Saved entries:
= Beginning of Section =
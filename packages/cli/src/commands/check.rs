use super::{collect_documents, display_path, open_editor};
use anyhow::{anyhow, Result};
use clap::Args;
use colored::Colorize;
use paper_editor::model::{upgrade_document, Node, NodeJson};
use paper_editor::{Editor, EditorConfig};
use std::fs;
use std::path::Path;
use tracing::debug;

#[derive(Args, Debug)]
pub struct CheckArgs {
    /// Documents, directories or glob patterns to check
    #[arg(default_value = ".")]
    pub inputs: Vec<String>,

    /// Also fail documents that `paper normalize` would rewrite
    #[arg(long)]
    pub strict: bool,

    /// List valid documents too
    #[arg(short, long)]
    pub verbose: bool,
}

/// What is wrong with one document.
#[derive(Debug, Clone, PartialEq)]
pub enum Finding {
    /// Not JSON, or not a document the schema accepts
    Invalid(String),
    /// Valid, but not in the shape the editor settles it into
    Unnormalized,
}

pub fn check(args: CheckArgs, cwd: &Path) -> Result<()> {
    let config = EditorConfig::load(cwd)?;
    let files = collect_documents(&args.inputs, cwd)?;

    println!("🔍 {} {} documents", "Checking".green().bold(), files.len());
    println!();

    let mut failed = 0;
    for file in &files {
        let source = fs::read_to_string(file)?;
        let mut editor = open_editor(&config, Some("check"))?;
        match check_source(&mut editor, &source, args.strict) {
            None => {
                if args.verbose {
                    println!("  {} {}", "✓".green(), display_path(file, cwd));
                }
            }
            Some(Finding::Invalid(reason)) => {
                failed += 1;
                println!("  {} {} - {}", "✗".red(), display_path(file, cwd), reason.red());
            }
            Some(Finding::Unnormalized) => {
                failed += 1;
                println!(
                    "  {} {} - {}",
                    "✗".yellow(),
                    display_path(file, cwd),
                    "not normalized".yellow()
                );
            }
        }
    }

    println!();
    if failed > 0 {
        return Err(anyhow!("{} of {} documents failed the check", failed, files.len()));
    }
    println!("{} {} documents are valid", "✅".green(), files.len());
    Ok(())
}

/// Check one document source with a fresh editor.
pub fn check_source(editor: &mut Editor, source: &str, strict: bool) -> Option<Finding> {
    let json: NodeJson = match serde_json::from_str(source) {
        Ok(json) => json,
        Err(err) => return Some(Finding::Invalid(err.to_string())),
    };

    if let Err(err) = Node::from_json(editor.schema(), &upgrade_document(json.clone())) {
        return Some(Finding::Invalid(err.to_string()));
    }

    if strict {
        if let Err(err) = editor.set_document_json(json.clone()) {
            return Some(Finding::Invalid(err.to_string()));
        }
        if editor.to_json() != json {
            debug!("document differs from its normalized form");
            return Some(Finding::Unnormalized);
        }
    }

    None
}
= End of Section =
= Beginning of Section =
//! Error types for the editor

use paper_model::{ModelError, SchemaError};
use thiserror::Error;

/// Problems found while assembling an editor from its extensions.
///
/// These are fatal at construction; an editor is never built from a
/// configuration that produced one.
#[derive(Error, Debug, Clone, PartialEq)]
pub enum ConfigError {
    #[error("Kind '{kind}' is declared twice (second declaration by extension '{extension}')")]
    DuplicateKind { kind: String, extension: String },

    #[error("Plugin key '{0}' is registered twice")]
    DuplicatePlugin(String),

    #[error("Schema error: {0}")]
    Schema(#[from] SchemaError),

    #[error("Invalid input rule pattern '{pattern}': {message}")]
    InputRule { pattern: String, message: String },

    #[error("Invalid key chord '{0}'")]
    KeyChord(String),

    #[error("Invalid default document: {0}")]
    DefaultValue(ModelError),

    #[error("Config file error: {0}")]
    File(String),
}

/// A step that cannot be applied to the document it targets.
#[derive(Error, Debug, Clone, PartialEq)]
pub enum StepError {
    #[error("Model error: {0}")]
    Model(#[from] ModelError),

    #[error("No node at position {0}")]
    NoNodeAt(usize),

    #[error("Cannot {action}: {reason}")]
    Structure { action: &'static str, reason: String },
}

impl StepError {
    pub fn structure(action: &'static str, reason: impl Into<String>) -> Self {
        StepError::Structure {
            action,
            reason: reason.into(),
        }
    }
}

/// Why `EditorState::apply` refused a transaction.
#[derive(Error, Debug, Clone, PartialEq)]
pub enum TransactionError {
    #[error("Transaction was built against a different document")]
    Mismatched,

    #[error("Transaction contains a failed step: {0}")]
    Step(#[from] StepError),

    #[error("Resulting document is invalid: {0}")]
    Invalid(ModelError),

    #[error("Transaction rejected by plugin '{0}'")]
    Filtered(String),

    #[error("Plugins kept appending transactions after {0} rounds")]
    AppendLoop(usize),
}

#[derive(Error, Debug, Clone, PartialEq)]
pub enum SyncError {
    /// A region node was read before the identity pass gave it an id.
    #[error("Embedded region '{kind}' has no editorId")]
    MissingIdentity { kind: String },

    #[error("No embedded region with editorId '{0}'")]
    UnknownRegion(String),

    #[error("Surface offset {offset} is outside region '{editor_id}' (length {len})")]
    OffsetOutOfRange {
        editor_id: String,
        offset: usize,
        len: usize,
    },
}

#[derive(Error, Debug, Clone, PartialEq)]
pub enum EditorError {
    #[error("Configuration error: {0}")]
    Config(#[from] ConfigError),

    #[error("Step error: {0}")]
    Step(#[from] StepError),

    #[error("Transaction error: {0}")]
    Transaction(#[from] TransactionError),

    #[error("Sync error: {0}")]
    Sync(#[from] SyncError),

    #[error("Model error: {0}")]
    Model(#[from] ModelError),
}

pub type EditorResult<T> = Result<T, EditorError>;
= End of Section =
= Beginning of Section =
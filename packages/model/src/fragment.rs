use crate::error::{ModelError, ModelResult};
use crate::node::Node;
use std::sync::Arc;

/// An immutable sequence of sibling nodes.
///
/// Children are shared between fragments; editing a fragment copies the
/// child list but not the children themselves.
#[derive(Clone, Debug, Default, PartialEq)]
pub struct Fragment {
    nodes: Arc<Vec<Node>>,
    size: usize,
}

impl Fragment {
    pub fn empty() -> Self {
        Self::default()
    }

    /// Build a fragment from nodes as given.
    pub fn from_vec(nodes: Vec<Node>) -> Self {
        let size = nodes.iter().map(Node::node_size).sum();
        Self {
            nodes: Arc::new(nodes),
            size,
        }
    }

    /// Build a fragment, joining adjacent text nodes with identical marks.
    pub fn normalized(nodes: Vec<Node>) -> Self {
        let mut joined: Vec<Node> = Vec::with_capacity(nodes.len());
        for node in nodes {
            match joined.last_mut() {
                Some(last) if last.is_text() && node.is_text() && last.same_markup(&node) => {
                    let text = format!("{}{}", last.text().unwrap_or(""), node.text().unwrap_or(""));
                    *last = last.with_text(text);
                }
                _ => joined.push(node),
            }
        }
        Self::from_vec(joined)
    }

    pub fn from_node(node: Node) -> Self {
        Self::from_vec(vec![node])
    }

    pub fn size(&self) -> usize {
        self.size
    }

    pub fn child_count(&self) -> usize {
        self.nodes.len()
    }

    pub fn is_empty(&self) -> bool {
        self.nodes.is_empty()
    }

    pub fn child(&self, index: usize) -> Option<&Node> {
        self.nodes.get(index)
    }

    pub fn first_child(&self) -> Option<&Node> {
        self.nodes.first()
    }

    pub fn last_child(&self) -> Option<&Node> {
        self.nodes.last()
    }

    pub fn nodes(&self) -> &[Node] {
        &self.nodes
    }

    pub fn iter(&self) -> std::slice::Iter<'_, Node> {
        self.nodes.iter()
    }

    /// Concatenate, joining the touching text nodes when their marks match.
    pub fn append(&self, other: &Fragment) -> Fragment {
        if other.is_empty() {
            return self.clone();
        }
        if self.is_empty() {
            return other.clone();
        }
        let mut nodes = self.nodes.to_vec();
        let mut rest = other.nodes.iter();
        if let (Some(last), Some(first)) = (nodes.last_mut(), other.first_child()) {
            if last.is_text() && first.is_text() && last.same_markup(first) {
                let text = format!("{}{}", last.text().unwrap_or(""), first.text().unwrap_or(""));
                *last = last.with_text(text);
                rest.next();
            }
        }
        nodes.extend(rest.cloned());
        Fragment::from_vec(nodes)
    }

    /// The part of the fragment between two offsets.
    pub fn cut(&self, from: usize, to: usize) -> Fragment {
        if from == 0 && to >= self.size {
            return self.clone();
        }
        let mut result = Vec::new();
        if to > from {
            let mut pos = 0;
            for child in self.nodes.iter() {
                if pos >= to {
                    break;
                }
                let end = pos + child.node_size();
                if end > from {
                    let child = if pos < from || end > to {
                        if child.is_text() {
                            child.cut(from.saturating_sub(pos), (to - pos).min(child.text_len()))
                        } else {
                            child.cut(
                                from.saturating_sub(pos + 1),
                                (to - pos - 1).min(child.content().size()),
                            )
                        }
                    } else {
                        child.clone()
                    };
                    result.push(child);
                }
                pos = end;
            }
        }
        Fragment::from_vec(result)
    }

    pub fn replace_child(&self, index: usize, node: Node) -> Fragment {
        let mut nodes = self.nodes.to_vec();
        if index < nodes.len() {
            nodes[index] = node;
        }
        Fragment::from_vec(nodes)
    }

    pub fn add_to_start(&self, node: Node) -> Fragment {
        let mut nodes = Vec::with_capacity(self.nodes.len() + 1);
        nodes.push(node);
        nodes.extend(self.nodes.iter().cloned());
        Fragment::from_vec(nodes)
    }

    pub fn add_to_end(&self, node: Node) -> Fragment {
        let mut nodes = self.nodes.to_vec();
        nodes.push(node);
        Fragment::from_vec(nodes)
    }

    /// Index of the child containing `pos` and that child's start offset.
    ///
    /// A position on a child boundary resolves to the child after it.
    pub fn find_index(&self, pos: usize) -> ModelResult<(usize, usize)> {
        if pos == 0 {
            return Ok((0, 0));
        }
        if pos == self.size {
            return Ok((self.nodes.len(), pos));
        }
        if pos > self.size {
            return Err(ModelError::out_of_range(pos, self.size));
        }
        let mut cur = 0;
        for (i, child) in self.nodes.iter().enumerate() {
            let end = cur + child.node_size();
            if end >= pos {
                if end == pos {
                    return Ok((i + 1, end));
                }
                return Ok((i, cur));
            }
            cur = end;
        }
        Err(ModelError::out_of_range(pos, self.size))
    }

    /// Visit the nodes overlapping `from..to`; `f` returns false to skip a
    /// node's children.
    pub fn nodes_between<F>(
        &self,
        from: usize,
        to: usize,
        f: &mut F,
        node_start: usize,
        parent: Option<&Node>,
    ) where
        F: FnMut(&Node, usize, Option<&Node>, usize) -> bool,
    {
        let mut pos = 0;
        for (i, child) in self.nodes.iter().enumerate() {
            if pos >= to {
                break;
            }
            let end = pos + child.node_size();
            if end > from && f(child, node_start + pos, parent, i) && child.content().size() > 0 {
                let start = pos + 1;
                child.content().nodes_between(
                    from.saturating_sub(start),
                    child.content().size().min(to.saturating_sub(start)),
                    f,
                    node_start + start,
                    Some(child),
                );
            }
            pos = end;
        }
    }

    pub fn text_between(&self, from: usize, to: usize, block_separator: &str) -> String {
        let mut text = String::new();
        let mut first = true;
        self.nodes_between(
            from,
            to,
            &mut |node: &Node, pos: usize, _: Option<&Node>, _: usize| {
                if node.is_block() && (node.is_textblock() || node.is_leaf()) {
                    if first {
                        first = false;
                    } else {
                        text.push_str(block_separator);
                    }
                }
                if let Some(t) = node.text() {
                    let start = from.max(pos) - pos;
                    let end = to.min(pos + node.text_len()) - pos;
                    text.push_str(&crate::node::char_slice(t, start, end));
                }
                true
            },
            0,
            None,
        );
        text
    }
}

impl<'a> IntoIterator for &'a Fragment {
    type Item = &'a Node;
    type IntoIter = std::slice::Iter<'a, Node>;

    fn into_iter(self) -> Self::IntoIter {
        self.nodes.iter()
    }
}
= End of Section =
Assignment:
Filter the entries down to the lines that hold "position". Copy those lines.

Output:
    #[error("No node at position {0}")]
    /// A position on a child boundary resolves to the child after it.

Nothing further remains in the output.